Well, it’s about time, right? It’s not as though I haven’t wanted to write a novel since I first took pen to paper way back when I was seven years old. So what’s taken me so long? Where do I even begin to answer that question? Maybe with this list:

  • I started so many novels just because I had good ideas, but they lacked heart, and I lacked the perseverance to muddle through
  • I didn’t trust myself enough
  • I was never compelled to write the way others are: now the demand is greater
  • Every word I typed was like drawing blood.

So what changed? Essentially, I changed. The biggest part of me that changed was the corniest part, the part realists will laugh at, and that is this: I finally allowed my ancestors to start helping me. It’s not like we hadn’t been in conversation for decades. We had been. We’d been talking, quietly, since I was four.
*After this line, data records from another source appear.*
pub mod auth;
pub mod config;
pub mod db;
pub mod errors;
pub mod handlers;
pub mod models;
pub mod services;
pub mod state;
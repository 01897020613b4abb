pub mod firebase;

use async_trait::async_trait;

#[derive(Debug, Clone)]
pub struct VerifiedToken {
    pub uid: String,
    pub email: String,
}

/// Black-box credential verifier. Implementations must reject expired
/// tokens and tokens minted for a different project.
#[async_trait]
pub trait TokenVerifier: Send + Sync {
    async fn verify(&self, token: &str) -> anyhow::Result<VerifiedToken>;
}
pub mod admin;
pub mod bookings;
pub mod health;
pub mod journeys;
pub mod payments;
pub mod photos;
pub mod users;
pub mod visits;
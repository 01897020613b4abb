use std::sync::Arc;

use axum::extract::{Path, State};
use axum::http::HeaderMap;
use axum::Json;
use serde::Deserialize;

use crate::auth;
use crate::errors::AppError;
use crate::services::booking_flow;
use crate::services::payments::{GatewayOrder, PaymentSnapshot};
use crate::state::AppState;

// GET /api/payments/key
pub async fn gateway_key(
    State(state): State<Arc<AppState>>,
    headers: HeaderMap,
) -> Result<Json<serde_json::Value>, AppError> {
    auth::authenticate(&state, &headers).await?;

    if !state.gateway.is_configured() {
        return Err(AppError::GatewayUnavailable);
    }
    Ok(Json(serde_json::json!({ "keyId": state.gateway.key_id() })))
}

// POST /api/payments/order
#[derive(Deserialize)]
#[serde(rename_all = "camelCase")]
pub struct CreateOrderRequest {
    pub booking_id: Option<String>,
}

pub async fn create_order(
    State(state): State<Arc<AppState>>,
    headers: HeaderMap,
    Json(body): Json<CreateOrderRequest>,
) -> Result<Json<GatewayOrder>, AppError> {
    let principal = auth::authenticate(&state, &headers).await?;
    let booking_id = body
        .booking_id
        .filter(|id| !id.is_empty())
        .ok_or_else(|| AppError::InvalidInput("bookingId is required".to_string()))?;

    let order = booking_flow::open_order(&state, &principal, &booking_id).await?;
    Ok(Json(order))
}

// POST /api/payments/verify
#[derive(Deserialize)]
#[serde(rename_all = "camelCase")]
pub struct VerifyRequest {
    pub booking_id: Option<String>,
    pub order_id: Option<String>,
    pub payment_id: Option<String>,
    pub signature: Option<String>,
}

pub async fn verify_payment(
    State(state): State<Arc<AppState>>,
    headers: HeaderMap,
    Json(body): Json<VerifyRequest>,
) -> Result<Json<serde_json::Value>, AppError> {
    let principal = auth::authenticate(&state, &headers).await?;

    let (booking_id, order_id, payment_id, signature) = match (
        body.booking_id.filter(|v| !v.is_empty()),
        body.order_id.filter(|v| !v.is_empty()),
        body.payment_id.filter(|v| !v.is_empty()),
        body.signature.filter(|v| !v.is_empty()),
    ) {
        (Some(b), Some(o), Some(p), Some(s)) => (b, o, p, s),
        _ => {
            return Err(AppError::InvalidInput(
                "missing payment verification fields".to_string(),
            ))
        }
    };

    booking_flow::confirm_payment(
        &state,
        &principal,
        &booking_id,
        &order_id,
        &payment_id,
        &signature,
    )
    .await?;

    Ok(Json(serde_json::json!({
        "success": true,
        "message": "Payment verified and booking updated",
    })))
}

// GET /api/payments/status/:payment_id
pub async fn payment_status(
    State(state): State<Arc<AppState>>,
    headers: HeaderMap,
    Path(payment_id): Path<String>,
) -> Result<Json<PaymentSnapshot>, AppError> {
    auth::authenticate(&state, &headers).await?;

    if !state.gateway.is_configured() {
        return Err(AppError::GatewayUnavailable);
    }
    let snapshot = state
        .gateway
        .fetch_payment(&payment_id)
        .await
        .map_err(AppError::Gateway)?;

    Ok(Json(snapshot))
}
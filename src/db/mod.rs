pub mod migrations;
pub mod queries;

use anyhow::Context;
use rusqlite::Connection;

pub fn init_db(path: &str) -> anyhow::Result<Connection> {
    let conn = Connection::open(path).context("failed to open database")?;

    conn.execute_batch("PRAGMA journal_mode=WAL; PRAGMA foreign_keys=ON;")
        .context("failed to set database pragmas")?;

    migrations::run_migrations(&conn)?;

    Ok(conn)
}
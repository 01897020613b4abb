use std::sync::Arc;

use axum::extract::{Path, State};
use axum::http::{HeaderMap, StatusCode};
use axum::Json;
use chrono::{NaiveDateTime, Utc};
use serde::Deserialize;
use uuid::Uuid;

use crate::auth;
use crate::db::queries;
use crate::errors::AppError;
use crate::models::Visit;
use crate::state::AppState;

fn parse_start(raw: &str) -> Option<NaiveDateTime> {
    chrono::DateTime::parse_from_rfc3339(raw)
        .map(|dt| dt.naive_utc())
        .ok()
        .or_else(|| NaiveDateTime::parse_from_str(raw, "%Y-%m-%d %H:%M:%S").ok())
        .or_else(|| NaiveDateTime::parse_from_str(raw, "%Y-%m-%dT%H:%M").ok())
}

// POST /api/visits
#[derive(Deserialize)]
pub struct CreateVisitRequest {
    pub place: Option<String>,
    pub start: Option<String>,
    pub duration: Option<i64>,
}

pub async fn create_visit(
    State(state): State<Arc<AppState>>,
    headers: HeaderMap,
    Json(body): Json<CreateVisitRequest>,
) -> Result<(StatusCode, Json<serde_json::Value>), AppError> {
    let principal = auth::authenticate(&state, &headers).await?;

    let place = body.place.as_deref().unwrap_or("").trim().to_string();
    let start_raw = body.start.as_deref().unwrap_or("");
    if place.is_empty() || start_raw.is_empty() {
        return Err(AppError::InvalidInput(
            "place and start time are required".to_string(),
        ));
    }
    let start = parse_start(start_raw)
        .ok_or_else(|| AppError::InvalidInput("invalid start time".to_string()))?;

    let visit = Visit {
        id: Uuid::new_v4().to_string(),
        user_id: principal.id.clone(),
        place,
        start,
        duration_minutes: body.duration.unwrap_or(60).max(1),
        created_at: Utc::now().naive_utc(),
    };

    {
        let db = state.db.lock().unwrap();
        queries::create_visit(&db, &visit)?;
    }

    Ok((
        StatusCode::CREATED,
        Json(serde_json::json!({
            "message": "Visit created successfully",
            "visitId": visit.id,
        })),
    ))
}

// GET /api/visits/:user_id
pub async fn user_visits(
    State(state): State<Arc<AppState>>,
    headers: HeaderMap,
    Path(user_id): Path<String>,
) -> Result<Json<serde_json::Value>, AppError> {
    let principal = auth::authenticate(&state, &headers).await?;
    auth::ensure_owner(&principal, &user_id)?;

    let visits = {
        let db = state.db.lock().unwrap();
        queries::get_visits_for_user(&db, &user_id)?
    };

    Ok(Json(serde_json::json!({ "visits": visits })))
}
When I was four and my great-grandmother died, my mother explained that people live on in our memories. I was a completely literal child and took that to mean that I was responsible for remembering my ancestors, even if I didn’t know them. From that day on, I began a memory project with imagined ancestors. I imagined the grandfather who died when I was two as Colonel Sanders. I imagined my great-grandmother the way she was photographed in a hat and wool coat. I imagined people I knew and people I didn’t. I still feel responsible for the memories of the dead and now there is a cacophony of voices in my head. It includes friends and loved ones who died of cancer and car accidents, old age and heart disease, suddenly and slowly. They all live in me. They are me.

At a low point not too long ago, I was talking to a friend who sensed that I wasn’t paying attention to my ancestors. He counseled me to light a candle and ask for help. I did.

Yeah, yeah I know half of you think this is ridiculous. I used to be you and that was exactly my problem. I no longer see any value at all in denying a connection to the past or in silencing a kind of genetic memory that has been undeniably part of me since childhood. I wonder now why I did so much work to suppress my connection to the past. Who did I impress by rejecting the magic inside me? Who benefited?